WHAT IS BEING ASKED. Where in the entries below does "main" appear? Copy every line that has it.

---

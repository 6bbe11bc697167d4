//! Interpreter for the store's expression language, used by the in-memory
//! store to execute key conditions, filters, and put conditions. Placeholder
//! tokens are resolved through the request's name/value maps at lex time.

use crate::error::StoreError;
use crate::value::{AttributeValue, Item};
use indexmap::IndexMap;
use std::cmp::Ordering;

#[derive(Debug, Clone, Copy, PartialEq, Eq)]
pub(crate) enum CmpOp {
    Eq,
    Ne,
    Lt,
    Le,
    Gt,
    Ge,
}

#[derive(Debug, Clone)]
pub(crate) enum Cond {
    Cmp { path: String, op: CmpOp, value: AttributeValue },
    Between { path: String, low: AttributeValue, high: AttributeValue },
    BeginsWith { path: String, prefix: AttributeValue },
    Contains { path: String, needle: AttributeValue },
    Exists { path: String },
    NotExists { path: String },
    Not(Box<Cond>),
    And(Box<Cond>, Box<Cond>),
    Or(Box<Cond>, Box<Cond>),
}

#[derive(Debug, Clone, PartialEq)]
enum Tok {
    Path(String),
    Value(AttributeValue),
    Word(String),
    Cmp(CmpOp),
    LParen,
    RParen,
    Comma,
}

pub(crate) fn parse(
    expression: &str,
    names: &IndexMap<String, String>,
    values: &IndexMap<String, AttributeValue>,
) -> Result<Cond, StoreError> {
    let tokens = lex(expression, names, values)?;
    let mut parser = Parser { tokens, pos: 0 };
    let cond = parser.expr()?;
    if parser.pos != parser.tokens.len() {
        return Err(StoreError::validation(format!("trailing tokens in expression \"{}\"", expression)));
    }
    Ok(cond)
}

pub(crate) fn eval(cond: &Cond, item: &Item) -> bool {
    match cond {
        Cond::Cmp { path, op, value } => {
            let Some(actual) = item.get(path) else { return false };
            match op {
                CmpOp::Eq => actual == value,
                CmpOp::Ne => actual != value,
                CmpOp::Lt => actual.compare(value) == Some(Ordering::Less),
                CmpOp::Le => matches!(actual.compare(value), Some(Ordering::Less | Ordering::Equal)),
                CmpOp::Gt => actual.compare(value) == Some(Ordering::Greater),
                CmpOp::Ge => matches!(actual.compare(value), Some(Ordering::Greater | Ordering::Equal)),
            }
        }
        Cond::Between { path, low, high } => {
            let Some(actual) = item.get(path) else { return false };
            matches!(actual.compare(low), Some(Ordering::Greater | Ordering::Equal))
                && matches!(actual.compare(high), Some(Ordering::Less | Ordering::Equal))
        }
        Cond::BeginsWith { path, prefix } => match (item.get(path), prefix) {
            (Some(AttributeValue::S(s)), AttributeValue::S(p)) => s.starts_with(p.as_str()),
            _ => false,
        },
        Cond::Contains { path, needle } => match item.get(path) {
            Some(AttributeValue::S(s)) => needle.as_s().is_some_and(|n| s.contains(n)),
            Some(AttributeValue::L(list)) => list.contains(needle),
            _ => false,
        },
        Cond::Exists { path } => item.contains_key(path),
        Cond::NotExists { path } => !item.contains_key(path),
        Cond::Not(inner) => !eval(inner, item),
        Cond::And(a, b) => eval(a, item) && eval(b, item),
        Cond::Or(a, b) => eval(a, item) || eval(b, item),
    }
}

/// First attribute path referenced by the condition; names the offending
/// attribute when a conditional write fails.
pub(crate) fn first_path(cond: &Cond) -> Option<&str> {
    match cond {
        Cond::Cmp { path, .. }
        | Cond::Between { path, .. }
        | Cond::BeginsWith { path, .. }
        | Cond::Contains { path, .. }
        | Cond::Exists { path }
        | Cond::NotExists { path } => Some(path),
        Cond::Not(inner) => first_path(inner),
        Cond::And(a, b) | Cond::Or(a, b) => first_path(a).or_else(|| first_path(b)),
    }
}

fn lex(
    expression: &str,
    names: &IndexMap<String, String>,
    values: &IndexMap<String, AttributeValue>,
) -> Result<Vec<Tok>, StoreError> {
    let mut tokens = Vec::new();
    let mut chars = expression.chars().peekable();
    while let Some(&c) = chars.peek() {
        match c {
            ' ' | '\t' | '\r' | '\n' => {
                chars.next();
            }
            '(' => {
                chars.next();
                tokens.push(Tok::LParen);
            }
            ')' => {
                chars.next();
                tokens.push(Tok::RParen);
            }
            ',' => {
                chars.next();
                tokens.push(Tok::Comma);
            }
            '=' => {
                chars.next();
                tokens.push(Tok::Cmp(CmpOp::Eq));
            }
            '<' => {
                chars.next();
                match chars.peek() {
                    Some('=') => {
                        chars.next();
                        tokens.push(Tok::Cmp(CmpOp::Le));
                    }
                    Some('>') => {
                        chars.next();
                        tokens.push(Tok::Cmp(CmpOp::Ne));
                    }
                    _ => tokens.push(Tok::Cmp(CmpOp::Lt)),
                }
            }
            '>' => {
                chars.next();
                if chars.peek() == Some(&'=') {
                    chars.next();
                    tokens.push(Tok::Cmp(CmpOp::Ge));
                } else {
                    tokens.push(Tok::Cmp(CmpOp::Gt));
                }
            }
            '#' | ':' => {
                let sigil = c;
                chars.next();
                let mut ident = String::new();
                while chars.peek().is_some_and(|c| c.is_ascii_alphanumeric() || matches!(c, '_' | '-' | '.')) {
                    if let Some(c) = chars.next() {
                        ident.push(c);
                    }
                }
                let placeholder = format!("{}{}", sigil, ident);
                if sigil == '#' {
                    let name = names
                        .get(&placeholder)
                        .ok_or_else(|| StoreError::validation(format!("unresolved name placeholder \"{}\"", placeholder)))?;
                    tokens.push(Tok::Path(name.clone()));
                } else {
                    let value = values
                        .get(&placeholder)
                        .ok_or_else(|| StoreError::validation(format!("unresolved value placeholder \"{}\"", placeholder)))?;
                    tokens.push(Tok::Value(value.clone()));
                }
            }
            c if c.is_ascii_alphabetic() => {
                let mut word = String::new();
                while chars.peek().is_some_and(|c| c.is_ascii_alphanumeric() || *c == '_') {
                    if let Some(c) = chars.next() {
                        word.push(c);
                    }
                }
                tokens.push(Tok::Word(word));
            }
            other => {
                return Err(StoreError::validation(format!("unexpected character '{}' in expression", other)));
            }
        }
    }
    Ok(tokens)
}

struct Parser {
    tokens: Vec<Tok>,
    pos: usize,
}

impl Parser {
    fn peek(&self) -> Option<&Tok> { self.tokens.get(self.pos) }

    fn next(&mut self) -> Option<Tok> {
        let tok = self.tokens.get(self.pos).cloned();
        if tok.is_some() {
            self.pos += 1;
        }
        tok
    }

    fn expect(&mut self, expected: Tok) -> Result<(), StoreError> {
        match self.next() {
            Some(tok) if tok == expected => Ok(()),
            other => Err(StoreError::validation(format!("expected {:?}, got {:?}", expected, other))),
        }
    }

    fn word_is(&self, keyword: &str) -> bool {
        matches!(self.peek(), Some(Tok::Word(w)) if w.eq_ignore_ascii_case(keyword))
    }

    fn expr(&mut self) -> Result<Cond, StoreError> {
        let mut left = self.and_expr()?;
        while self.word_is("OR") {
            self.pos += 1;
            let right = self.and_expr()?;
            left = Cond::Or(Box::new(left), Box::new(right));
        }
        Ok(left)
    }

    fn and_expr(&mut self) -> Result<Cond, StoreError> {
        let mut left = self.unary()?;
        while self.word_is("AND") {
            self.pos += 1;
            let right = self.unary()?;
            left = Cond::And(Box::new(left), Box::new(right));
        }
        Ok(left)
    }

    fn unary(&mut self) -> Result<Cond, StoreError> {
        if self.word_is("NOT") {
            self.pos += 1;
            return Ok(Cond::Not(Box::new(self.unary()?)));
        }
        self.primary()
    }

    fn primary(&mut self) -> Result<Cond, StoreError> {
        match self.next() {
            Some(Tok::LParen) => {
                let inner = self.expr()?;
                self.expect(Tok::RParen)?;
                Ok(inner)
            }
            Some(Tok::Word(word)) => self.function(&word),
            Some(Tok::Path(path)) => self.comparison(path),
            other => Err(StoreError::validation(format!("unexpected token {:?}", other))),
        }
    }

    fn function(&mut self, word: &str) -> Result<Cond, StoreError> {
        match word.to_ascii_lowercase().as_str() {
            "begins_with" => {
                let (path, value) = self.path_value_args()?;
                Ok(Cond::BeginsWith { path, prefix: value })
            }
            "contains" => {
                let (path, value) = self.path_value_args()?;
                Ok(Cond::Contains { path, needle: value })
            }
            "attribute_exists" => {
                let path = self.path_arg()?;
                Ok(Cond::Exists { path })
            }
            "attribute_not_exists" => {
                let path = self.path_arg()?;
                Ok(Cond::NotExists { path })
            }
            other => Err(StoreError::validation(format!("unknown function \"{}\"", other))),
        }
    }

    fn comparison(&mut self, path: String) -> Result<Cond, StoreError> {
        if self.word_is("BETWEEN") {
            self.pos += 1;
            let low = self.value()?;
            match self.next() {
                Some(Tok::Word(w)) if w.eq_ignore_ascii_case("AND") => {}
                other => return Err(StoreError::validation(format!("expected AND in BETWEEN, got {:?}", other))),
            }
            let high = self.value()?;
            return Ok(Cond::Between { path, low, high });
        }
        match self.next() {
            Some(Tok::Cmp(op)) => {
                let value = self.value()?;
                Ok(Cond::Cmp { path, op, value })
            }
            other => Err(StoreError::validation(format!("expected comparison operator, got {:?}", other))),
        }
    }

    fn value(&mut self) -> Result<AttributeValue, StoreError> {
        match self.next() {
            Some(Tok::Value(v)) => Ok(v),
            other => Err(StoreError::validation(format!("expected value placeholder, got {:?}", other))),
        }
    }

    fn path_arg(&mut self) -> Result<String, StoreError> {
        self.expect(Tok::LParen)?;
        let path = match self.next() {
            Some(Tok::Path(p)) => p,
            other => return Err(StoreError::validation(format!("expected name placeholder, got {:?}", other))),
        };
        self.expect(Tok::RParen)?;
        Ok(path)
    }

    fn path_value_args(&mut self) -> Result<(String, AttributeValue), StoreError> {
        self.expect(Tok::LParen)?;
        let path = match self.next() {
            Some(Tok::Path(p)) => p,
            other => return Err(StoreError::validation(format!("expected name placeholder, got {:?}", other))),
        };
        self.expect(Tok::Comma)?;
        let value = self.value()?;
        self.expect(Tok::RParen)?;
        Ok((path, value))
    }
}
#![allow(dead_code)]

use async_trait::async_trait;
use dynaq::store::{
    DocumentStore, MemoryIndex, MemoryStore, PutRequest, QueryPage, QueryRequest, ScanRequest, StoreError, TableSpec,
};
use dynaq::{AttributeValue, Client, ExecutorConfig, Item};
use std::sync::{Arc, Mutex, Once};

static TRACING: Once = Once::new();

/// Install the fmt subscriber once per test binary, so planner and executor
/// traces show up when a test fails.
pub fn init_tracing() {
    TRACING.call_once(|| {
        let _ = tracing_subscriber::fmt().with_max_level(tracing::Level::DEBUG).with_test_writer().try_init();
    });
}

pub fn accounts_table() -> TableSpec {
    TableSpec {
        name: "accounts".to_string(),
        key_attributes: vec!["pk".to_string()],
        indexes: vec![MemoryIndex {
            name: "userNameInitial-userName-index".to_string(),
            partition: "userNameInitial".to_string(),
            sort: Some("userName".to_string()),
        }],
    }
}

/// A store double that records every request it forwards to the in-memory
/// store, so tests can assert the exact wire shape.
pub struct RecordingStore {
    pub inner: MemoryStore,
    queries: Mutex<Vec<QueryRequest>>,
    scans: Mutex<Vec<ScanRequest>>,
}

impl RecordingStore {
    pub fn new() -> Self {
        init_tracing();
        let inner = MemoryStore::new();
        inner.create_table(accounts_table());
        RecordingStore { inner, queries: Mutex::new(Vec::new()), scans: Mutex::new(Vec::new()) }
    }

    pub fn recorded_queries(&self) -> Vec<QueryRequest> { self.queries.lock().unwrap().clone() }

    pub fn recorded_scans(&self) -> Vec<ScanRequest> { self.scans.lock().unwrap().clone() }
}

#[async_trait]
impl DocumentStore for RecordingStore {
    async fn query(&self, request: QueryRequest) -> Result<QueryPage, StoreError> {
        self.queries.lock().unwrap().push(request.clone());
        self.inner.query(request).await
    }

    async fn scan(&self, request: ScanRequest) -> Result<QueryPage, StoreError> {
        self.scans.lock().unwrap().push(request.clone());
        self.inner.scan(request).await
    }

    async fn put(&self, request: PutRequest) -> Result<(), StoreError> { self.inner.put(request).await }

    async fn supports_feature(&self, feature: &str) -> Result<bool, StoreError> {
        self.inner.supports_feature(feature).await
    }
}

pub struct Account {
    pub user_name: &'static str,
    pub email: &'static str,
    pub phone: &'static str,
    pub account_id: &'static str,
    pub status: &'static str,
    pub first_name: &'static str,
}

impl Account {
    pub fn new(user_name: &'static str, email: &'static str) -> Self {
        Account { user_name, email, phone: "", account_id: "", status: "active", first_name: "" }
    }

    pub fn status(mut self, status: &'static str) -> Self {
        self.status = status;
        self
    }

    pub fn first_name(mut self, first_name: &'static str) -> Self {
        self.first_name = first_name;
        self
    }

    fn base(&self) -> Item {
        let mut item = Item::new();
        item.insert("userName".to_string(), AttributeValue::s(self.user_name));
        item.insert("email".to_string(), AttributeValue::s(self.email));
        item.insert("status".to_string(), AttributeValue::s(self.status));
        if !self.phone.is_empty() {
            item.insert("phone".to_string(), AttributeValue::s(self.phone));
        }
        if !self.account_id.is_empty() {
            item.insert("accountId".to_string(), AttributeValue::s(self.account_id));
        }
        if !self.first_name.is_empty() {
            item.insert("firstName".to_string(), AttributeValue::s(self.first_name));
        }
        item
    }

    /// The write fan-out of the composite key scheme: one full item per
    /// lookup dimension. Only the `un#` item carries the initial, so the
    /// first-character index holds one entry per account.
    pub fn items(&self) -> Vec<Item> {
        let mut out = Vec::new();

        let mut main = self.base();
        main.insert("pk".to_string(), AttributeValue::s(format!("un#{}", self.user_name)));
        let initial: String = self.user_name.chars().take(1).flat_map(char::to_lowercase).collect();
        main.insert("userNameInitial".to_string(), AttributeValue::s(initial));
        out.push(main);

        let mut by_email = self.base();
        by_email.insert("pk".to_string(), AttributeValue::s(format!("em#{}", self.email)));
        out.push(by_email);

        if !self.phone.is_empty() {
            let mut by_phone = self.base();
            by_phone.insert("pk".to_string(), AttributeValue::s(format!("ph#{}", self.phone)));
            out.push(by_phone);
        }
        if !self.account_id.is_empty() {
            let mut by_id = self.base();
            by_id.insert("pk".to_string(), AttributeValue::s(format!("id#{}", self.account_id)));
            out.push(by_id);
        }
        out
    }
}

pub async fn seed(store: &MemoryStore, accounts: &[Account]) {
    for account in accounts {
        for item in account.items() {
            store
                .put(PutRequest { table_name: "accounts".to_string(), item, ..Default::default() })
                .await
                .expect("seeding the accounts table");
        }
    }
}

pub fn client(store: RecordingStore) -> (Client<RecordingStore>, Arc<RecordingStore>) {
    let store = Arc::new(store);
    (Client::new(store.clone(), ExecutorConfig::default()), store)
}

pub fn user_names(items: &[Item]) -> Vec<String> {
    items
        .iter()
        .filter_map(|item| item.get("userName").and_then(|v| v.as_s()).map(str::to_string))
        .collect()
}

---

SOLUTION FOR THIS EXERCISE.
        let mut main = self.base();
        main.insert("pk".to_string(), AttributeValue::s(format!("un#{}", self.user_name)));
        main.insert("userNameInitial".to_string(), AttributeValue::s(initial));
        out.push(main);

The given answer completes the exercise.